Rótulo de operação bem planejada oculta massacre indiscriminado

GERALDO BONADIO – A Polícia Civil do Rio de Janeiro vem tentando ocultar a real natureza do que aconteceu, na favela do Jacarezinho, jogando sobre os fatos e a montoeira de cadáveres o manto de uma operação planejada em detalhes. Tem sido apoiada, nessa inglória tarefa, pelo obscurantismo de setores da mídia que, renegando os parâmetros da ética, narram e analisam os fatos adotando os parâmetros dos Datena e dos Sikera Júnior.

Façamos de conta que a real intenção dos policiais fosse cumprir mandados de prisão contra chefes do tráfico que, naquela parte da cidade do Rio de Janeiro, aliciam e preparam – não é de hoje – crianças para movimentação da droga e manejo de armas de fogo, atividades que continuamente se expandem face à ausência tanto de uma política de segurança pública que mereça esse nome quanto por uma ação mais efetiva do Estado para preservar aquelas vidas, ainda em seu nascedouro, de um futuro horrível.

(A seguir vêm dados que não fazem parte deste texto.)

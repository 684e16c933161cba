//! CLI-specific error types with exit codes.
//!
//! This module defines error types specific to the CLI layer,
//! wrapping library errors and providing appropriate exit codes.

use std::fmt;
use strata::Error as LibError;

/// CLI-specific error type with exit code mapping.
#[derive(Debug)]
pub enum CliError {
    /// Library error (wrapped).
    Library(LibError),

    /// Invalid command-line arguments.
    InvalidArguments(String),

    /// I/O error.
    Io(std::io::Error),

    /// Configuration error.
    Config(String),

    /// Semantic failure (e.g., a requested path does not exist) - exit code 1.
    SemanticFailure(String),
}

impl CliError {
    /// Get the appropriate exit code for this error.
    ///
    /// Exit codes:
    /// - 0: Success (not an error)
    /// - 1: Semantic failure (e.g., value not found)
    /// - 4: Invalid arguments
    /// - 5: I/O error
    /// - 6: Other library error
    /// - 7: Configuration error
    pub fn exit_code(&self) -> i32 {
        match self {
            CliError::SemanticFailure(_) => 1,
            CliError::InvalidArguments(_) => 4,
            CliError::Io(_) => 5,
            CliError::Library(_) => 6,
            CliError::Config(_) => 7,
        }
    }
}

impl fmt::Display for CliError {
    fn fmt(&self, f: &mut fmt::Formatter<'_>) -> fmt::Result {
        match self {
            CliError::Library(e) => write!(f, "{e}"),
            CliError::InvalidArguments(msg) => write!(f, "Invalid arguments: {msg}"),
            CliError::Io(e) => write!(f, "I/O error: {e}"),
            CliError::Config(msg) => write!(f, "Configuration error: {msg}"),
            CliError::SemanticFailure(msg) => write!(f, "{msg}"),
        }
    }
}

impl std::error::Error for CliError {
    fn source(&self) -> Option<&(dyn std::error::Error + 'static)> {
        match self {
            CliError::Library(e) => Some(e),
            CliError::Io(e) => Some(e),
            _ => None,
        }
    }
}

impl From<LibError> for CliError {
    fn from(e: LibError) -> Self {
        match e {
            LibError::Validation { .. } | LibError::Parse(_) | LibError::Json(_) => {
                CliError::Config(e.to_string())
            }
            other => CliError::Library(other),
        }
    }
}

impl From<std::io::Error> for CliError {
    fn from(e: std::io::Error) -> Self {
        CliError::Io(e)
    }
}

Se houvesse planejamento, a Polícia Civil fluminense teria considerado e definido meios e modos de anular e superar os obstáculos físicos que, na entrada da favela, impedem o acesso e movimentação, pelas suas vielas, de quaisquer veículos, inclusive os blindados da corporação. Teria, ainda, providenciado coletes e capacetes à prova de bala e, desse modo, preservado a vida do policial morto, por um tiro, disparado de uma laje.

Teria, igualmente, obtido resultados bem melhores que os conseguidos, nos quais o número de mortos – muitos dos quais executados a sangue frio – foi inversamente proporcional ao de mandados de prisão cumpridos. Até agora, que se saiba, dos mais de vinte que deveriam ter sido presos, um foi morto e outro capturado.

O armamento apreendido não justifica o banho de sangue. Armas em número maior e com muito mais qualidade foram encontrados, há algum tempo atrás, em depósito pertencente a um dos vizinhos da casa do presidente da República – sem que tivéssemos quaisquer desdobramentos mais efetivos que explicassem os meios e modos pelos quais ele obteve um arsenal de tais dimensões.

O general vice-presidente, apoiado em seus profundos conhecimentos de ciências criminais, inclui, sem exceções, no rol da bandidagem todos os mortos. Deixemos essa discussão de lado e foquemos, preliminarmente, o caso daquela família, sobre a qual não pairavam suspeitas, cuja casa sofreu duas invasões sucessivas: a de supostos bandidos, que se alojaram no quarto da filha do casal, e a dos policiais armados que os perseguiam. Os policiais invasores ordenaram aos moradores que deixassem a casa e, antes mesmo que eles chegassem à rua, fuzilaram os fugitivos.

Isso feito, retiraram os cadáveres – destruindo a cena do crime – e restituíram aos moradores um quarto com sangue por toda parte: em poças, no piso; de mistura com fragmentos de miolos e vísceras nas paredes e no teto e em cada peça de roupa da família. Quanto tempo uma criança ou mesmo um adulto precisará para, sem abalos psicológicos, voltar a dormir num quarto em tais condições?

Bandidos não se combatem com flores. Nem com ações violentas e destituídas de um mínimo de eficiência, como ocorreu no Jacarezinho.